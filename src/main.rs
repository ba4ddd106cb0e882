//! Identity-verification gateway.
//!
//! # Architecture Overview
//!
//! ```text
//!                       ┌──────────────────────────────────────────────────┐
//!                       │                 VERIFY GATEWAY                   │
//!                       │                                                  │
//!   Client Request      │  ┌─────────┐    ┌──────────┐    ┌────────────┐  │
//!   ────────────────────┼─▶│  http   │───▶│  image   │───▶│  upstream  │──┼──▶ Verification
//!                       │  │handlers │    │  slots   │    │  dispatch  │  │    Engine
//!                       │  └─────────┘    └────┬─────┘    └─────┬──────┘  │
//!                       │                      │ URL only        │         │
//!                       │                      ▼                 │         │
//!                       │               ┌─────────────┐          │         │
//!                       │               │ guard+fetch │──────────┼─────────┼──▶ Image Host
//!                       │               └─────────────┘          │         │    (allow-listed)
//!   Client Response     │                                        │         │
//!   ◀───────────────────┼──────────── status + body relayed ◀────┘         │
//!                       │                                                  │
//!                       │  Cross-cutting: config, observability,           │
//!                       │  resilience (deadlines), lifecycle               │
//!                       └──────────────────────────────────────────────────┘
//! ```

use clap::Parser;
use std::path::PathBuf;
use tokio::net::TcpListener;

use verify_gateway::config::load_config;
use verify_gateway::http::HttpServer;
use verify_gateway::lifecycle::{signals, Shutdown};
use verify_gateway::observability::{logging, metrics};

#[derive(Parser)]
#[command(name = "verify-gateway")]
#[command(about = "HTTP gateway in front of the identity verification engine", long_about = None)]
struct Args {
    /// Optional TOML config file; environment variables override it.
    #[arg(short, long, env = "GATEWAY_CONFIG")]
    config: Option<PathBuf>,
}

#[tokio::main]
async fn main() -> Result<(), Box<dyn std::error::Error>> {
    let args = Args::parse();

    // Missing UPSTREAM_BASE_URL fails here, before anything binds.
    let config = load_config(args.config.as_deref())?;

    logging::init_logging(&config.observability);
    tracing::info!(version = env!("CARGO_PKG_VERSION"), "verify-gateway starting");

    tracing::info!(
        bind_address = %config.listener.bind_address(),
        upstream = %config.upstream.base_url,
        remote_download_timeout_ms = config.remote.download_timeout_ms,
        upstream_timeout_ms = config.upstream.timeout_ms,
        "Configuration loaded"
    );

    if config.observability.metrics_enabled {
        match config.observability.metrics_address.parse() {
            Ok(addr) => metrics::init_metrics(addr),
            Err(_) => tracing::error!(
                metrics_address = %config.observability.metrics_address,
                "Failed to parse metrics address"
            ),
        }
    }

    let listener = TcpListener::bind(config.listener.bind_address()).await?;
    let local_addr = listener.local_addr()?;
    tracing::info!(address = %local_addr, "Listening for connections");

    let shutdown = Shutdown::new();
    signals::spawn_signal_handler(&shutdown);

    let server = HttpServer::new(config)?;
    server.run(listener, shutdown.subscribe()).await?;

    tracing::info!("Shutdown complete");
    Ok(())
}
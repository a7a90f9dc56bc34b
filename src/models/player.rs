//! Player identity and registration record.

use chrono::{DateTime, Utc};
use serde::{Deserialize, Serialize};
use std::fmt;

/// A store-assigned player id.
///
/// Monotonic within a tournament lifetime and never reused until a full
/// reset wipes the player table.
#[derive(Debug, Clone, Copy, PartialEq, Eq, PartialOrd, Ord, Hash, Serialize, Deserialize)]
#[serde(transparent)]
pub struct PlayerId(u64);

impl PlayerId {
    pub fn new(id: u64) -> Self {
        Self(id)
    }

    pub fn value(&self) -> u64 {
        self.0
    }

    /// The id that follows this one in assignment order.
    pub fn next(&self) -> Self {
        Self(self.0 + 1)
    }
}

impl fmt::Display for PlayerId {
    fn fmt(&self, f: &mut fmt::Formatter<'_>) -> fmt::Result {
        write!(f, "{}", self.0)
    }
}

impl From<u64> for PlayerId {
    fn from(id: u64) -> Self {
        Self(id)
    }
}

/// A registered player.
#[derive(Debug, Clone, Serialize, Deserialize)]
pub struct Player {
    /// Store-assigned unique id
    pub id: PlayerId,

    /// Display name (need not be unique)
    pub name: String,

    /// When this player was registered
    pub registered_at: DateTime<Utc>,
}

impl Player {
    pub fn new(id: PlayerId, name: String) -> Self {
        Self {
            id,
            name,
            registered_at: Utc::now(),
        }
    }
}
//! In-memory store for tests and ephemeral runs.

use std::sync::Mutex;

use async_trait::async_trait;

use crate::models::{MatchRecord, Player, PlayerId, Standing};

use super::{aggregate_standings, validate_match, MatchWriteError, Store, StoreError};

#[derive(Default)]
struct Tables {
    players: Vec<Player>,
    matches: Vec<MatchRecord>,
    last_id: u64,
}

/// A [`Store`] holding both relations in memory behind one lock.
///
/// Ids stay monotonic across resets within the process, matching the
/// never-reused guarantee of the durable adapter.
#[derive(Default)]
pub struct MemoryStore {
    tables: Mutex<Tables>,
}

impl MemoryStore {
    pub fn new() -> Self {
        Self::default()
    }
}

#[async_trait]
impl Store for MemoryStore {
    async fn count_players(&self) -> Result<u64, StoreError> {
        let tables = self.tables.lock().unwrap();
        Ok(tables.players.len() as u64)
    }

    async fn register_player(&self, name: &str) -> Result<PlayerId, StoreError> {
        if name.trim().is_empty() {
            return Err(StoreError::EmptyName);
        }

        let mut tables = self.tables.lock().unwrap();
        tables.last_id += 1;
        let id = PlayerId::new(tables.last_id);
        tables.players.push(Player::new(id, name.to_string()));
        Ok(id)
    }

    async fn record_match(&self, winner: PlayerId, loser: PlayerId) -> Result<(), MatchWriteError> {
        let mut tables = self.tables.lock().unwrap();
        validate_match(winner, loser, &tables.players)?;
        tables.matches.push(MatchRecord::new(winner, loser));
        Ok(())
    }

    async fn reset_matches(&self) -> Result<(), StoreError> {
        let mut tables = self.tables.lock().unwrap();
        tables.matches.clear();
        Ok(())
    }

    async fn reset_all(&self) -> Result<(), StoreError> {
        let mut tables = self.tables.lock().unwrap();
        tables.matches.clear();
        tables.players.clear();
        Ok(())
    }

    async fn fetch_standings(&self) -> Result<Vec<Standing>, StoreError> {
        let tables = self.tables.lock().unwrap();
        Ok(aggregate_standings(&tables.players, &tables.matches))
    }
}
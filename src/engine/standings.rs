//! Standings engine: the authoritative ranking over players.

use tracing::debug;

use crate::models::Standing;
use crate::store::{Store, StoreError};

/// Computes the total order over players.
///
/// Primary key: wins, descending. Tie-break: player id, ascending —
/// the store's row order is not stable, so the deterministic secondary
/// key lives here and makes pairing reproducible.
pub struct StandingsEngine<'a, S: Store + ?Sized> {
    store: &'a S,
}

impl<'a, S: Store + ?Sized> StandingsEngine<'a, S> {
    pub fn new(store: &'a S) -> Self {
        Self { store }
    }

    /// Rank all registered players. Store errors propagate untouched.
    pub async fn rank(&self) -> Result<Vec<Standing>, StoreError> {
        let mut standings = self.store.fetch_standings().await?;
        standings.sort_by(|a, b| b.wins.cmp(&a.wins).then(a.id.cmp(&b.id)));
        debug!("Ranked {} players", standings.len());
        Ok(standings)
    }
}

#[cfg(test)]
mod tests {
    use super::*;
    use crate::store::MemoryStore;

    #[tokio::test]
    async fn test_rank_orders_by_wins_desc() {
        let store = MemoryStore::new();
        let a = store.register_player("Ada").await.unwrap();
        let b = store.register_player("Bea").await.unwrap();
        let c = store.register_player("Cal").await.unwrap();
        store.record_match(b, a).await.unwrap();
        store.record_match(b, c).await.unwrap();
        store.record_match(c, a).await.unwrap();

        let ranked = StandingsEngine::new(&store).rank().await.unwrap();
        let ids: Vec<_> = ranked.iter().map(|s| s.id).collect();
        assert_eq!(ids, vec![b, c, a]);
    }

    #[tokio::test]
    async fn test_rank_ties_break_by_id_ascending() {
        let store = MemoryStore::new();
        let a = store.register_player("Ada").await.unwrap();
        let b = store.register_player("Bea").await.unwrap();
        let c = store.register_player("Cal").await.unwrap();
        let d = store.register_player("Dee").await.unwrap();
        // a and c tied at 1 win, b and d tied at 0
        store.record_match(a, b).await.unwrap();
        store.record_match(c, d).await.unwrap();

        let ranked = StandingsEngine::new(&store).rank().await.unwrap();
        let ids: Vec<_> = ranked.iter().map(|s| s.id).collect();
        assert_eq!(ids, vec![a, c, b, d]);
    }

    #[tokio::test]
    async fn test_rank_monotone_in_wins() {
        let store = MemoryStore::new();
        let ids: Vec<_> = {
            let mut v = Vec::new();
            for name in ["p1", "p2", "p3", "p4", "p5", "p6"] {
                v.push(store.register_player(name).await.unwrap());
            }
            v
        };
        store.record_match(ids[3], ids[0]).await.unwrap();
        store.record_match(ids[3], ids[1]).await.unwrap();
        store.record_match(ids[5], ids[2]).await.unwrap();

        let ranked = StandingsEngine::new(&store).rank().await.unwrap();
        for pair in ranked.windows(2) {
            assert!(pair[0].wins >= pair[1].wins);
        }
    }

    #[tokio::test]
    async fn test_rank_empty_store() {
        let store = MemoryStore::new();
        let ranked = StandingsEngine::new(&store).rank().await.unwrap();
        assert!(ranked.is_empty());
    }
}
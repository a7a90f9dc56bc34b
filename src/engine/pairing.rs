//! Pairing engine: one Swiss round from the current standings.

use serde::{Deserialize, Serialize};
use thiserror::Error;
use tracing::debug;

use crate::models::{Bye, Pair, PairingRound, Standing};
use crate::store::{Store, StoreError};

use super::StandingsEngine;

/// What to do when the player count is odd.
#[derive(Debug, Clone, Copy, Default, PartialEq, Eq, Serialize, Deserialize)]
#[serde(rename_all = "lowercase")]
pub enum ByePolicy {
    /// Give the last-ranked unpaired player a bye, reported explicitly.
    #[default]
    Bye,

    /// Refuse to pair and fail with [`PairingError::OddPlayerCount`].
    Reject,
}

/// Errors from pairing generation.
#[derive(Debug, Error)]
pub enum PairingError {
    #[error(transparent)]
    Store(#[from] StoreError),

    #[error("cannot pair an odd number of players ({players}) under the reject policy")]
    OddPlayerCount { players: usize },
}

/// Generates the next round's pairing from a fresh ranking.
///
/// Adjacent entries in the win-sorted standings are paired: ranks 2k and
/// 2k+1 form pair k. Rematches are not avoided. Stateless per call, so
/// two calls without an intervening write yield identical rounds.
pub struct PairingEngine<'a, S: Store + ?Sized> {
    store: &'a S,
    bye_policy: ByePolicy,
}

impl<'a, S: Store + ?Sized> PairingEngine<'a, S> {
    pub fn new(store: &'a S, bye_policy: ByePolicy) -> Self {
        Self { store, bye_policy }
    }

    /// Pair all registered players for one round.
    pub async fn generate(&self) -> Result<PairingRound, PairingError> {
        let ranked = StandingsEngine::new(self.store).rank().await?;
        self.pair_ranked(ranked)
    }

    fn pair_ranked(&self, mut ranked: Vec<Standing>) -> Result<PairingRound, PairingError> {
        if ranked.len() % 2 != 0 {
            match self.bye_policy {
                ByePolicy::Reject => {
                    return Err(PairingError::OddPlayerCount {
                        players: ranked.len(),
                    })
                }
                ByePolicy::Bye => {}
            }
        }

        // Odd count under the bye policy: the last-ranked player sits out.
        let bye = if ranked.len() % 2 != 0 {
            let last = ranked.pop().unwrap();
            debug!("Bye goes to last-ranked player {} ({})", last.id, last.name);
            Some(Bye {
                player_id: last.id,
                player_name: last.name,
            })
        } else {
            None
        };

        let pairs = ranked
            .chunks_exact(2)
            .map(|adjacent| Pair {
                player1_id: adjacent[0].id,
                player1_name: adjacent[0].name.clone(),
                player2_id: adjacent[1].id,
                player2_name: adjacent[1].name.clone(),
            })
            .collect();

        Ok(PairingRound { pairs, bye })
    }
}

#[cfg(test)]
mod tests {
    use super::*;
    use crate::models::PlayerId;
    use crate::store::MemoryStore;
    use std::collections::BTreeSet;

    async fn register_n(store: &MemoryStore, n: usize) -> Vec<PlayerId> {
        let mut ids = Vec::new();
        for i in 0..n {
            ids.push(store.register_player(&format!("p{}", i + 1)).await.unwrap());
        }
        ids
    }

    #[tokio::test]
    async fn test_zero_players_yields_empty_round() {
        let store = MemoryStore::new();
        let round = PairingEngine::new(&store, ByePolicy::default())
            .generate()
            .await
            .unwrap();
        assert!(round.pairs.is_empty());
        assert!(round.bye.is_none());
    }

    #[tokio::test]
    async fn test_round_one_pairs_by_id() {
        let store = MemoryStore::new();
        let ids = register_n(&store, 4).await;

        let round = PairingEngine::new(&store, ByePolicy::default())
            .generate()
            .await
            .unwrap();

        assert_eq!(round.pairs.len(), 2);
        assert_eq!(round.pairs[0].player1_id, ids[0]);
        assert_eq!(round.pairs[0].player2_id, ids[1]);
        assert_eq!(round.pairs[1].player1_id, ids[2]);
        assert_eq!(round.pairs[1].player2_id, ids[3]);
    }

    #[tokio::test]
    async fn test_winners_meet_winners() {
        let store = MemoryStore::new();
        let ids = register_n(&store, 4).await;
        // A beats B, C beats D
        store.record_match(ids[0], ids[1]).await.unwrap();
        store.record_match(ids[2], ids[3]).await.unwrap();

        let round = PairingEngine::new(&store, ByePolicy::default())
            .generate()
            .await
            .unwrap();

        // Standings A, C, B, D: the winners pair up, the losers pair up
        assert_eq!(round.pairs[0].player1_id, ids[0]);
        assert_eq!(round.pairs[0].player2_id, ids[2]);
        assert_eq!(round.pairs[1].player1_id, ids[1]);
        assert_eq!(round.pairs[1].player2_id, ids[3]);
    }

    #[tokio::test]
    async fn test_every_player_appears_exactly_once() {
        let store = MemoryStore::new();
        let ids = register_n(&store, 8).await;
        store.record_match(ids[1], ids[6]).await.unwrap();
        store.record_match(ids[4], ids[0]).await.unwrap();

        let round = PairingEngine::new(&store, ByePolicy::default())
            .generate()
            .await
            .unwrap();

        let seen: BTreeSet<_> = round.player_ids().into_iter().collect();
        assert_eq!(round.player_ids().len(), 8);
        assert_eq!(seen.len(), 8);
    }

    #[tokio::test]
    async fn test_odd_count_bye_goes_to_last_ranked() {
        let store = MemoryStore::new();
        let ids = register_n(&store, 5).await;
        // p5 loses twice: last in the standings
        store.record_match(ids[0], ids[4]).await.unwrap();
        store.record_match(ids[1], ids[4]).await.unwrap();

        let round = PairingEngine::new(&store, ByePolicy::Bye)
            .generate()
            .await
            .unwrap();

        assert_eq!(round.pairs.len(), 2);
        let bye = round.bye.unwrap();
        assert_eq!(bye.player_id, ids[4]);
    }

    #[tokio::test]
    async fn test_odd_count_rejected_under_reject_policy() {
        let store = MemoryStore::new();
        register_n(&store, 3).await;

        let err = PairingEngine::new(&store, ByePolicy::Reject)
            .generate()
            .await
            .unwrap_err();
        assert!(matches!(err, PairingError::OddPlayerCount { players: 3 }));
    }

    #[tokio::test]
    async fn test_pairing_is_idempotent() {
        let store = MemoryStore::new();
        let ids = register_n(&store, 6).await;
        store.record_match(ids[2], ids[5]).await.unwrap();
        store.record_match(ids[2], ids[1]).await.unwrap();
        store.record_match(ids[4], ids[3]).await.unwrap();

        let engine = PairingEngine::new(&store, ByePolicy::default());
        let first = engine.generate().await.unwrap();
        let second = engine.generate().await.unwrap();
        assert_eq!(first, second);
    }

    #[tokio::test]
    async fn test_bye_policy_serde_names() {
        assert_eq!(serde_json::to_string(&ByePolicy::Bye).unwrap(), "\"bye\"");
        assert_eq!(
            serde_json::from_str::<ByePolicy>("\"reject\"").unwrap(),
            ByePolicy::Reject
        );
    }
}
#####
▶ _Exercise objective_
Isolate each line of the listing above that includes "transparent". Copy it.

▶ _Task output_
#[serde(transparent)]
    #[error(transparent)]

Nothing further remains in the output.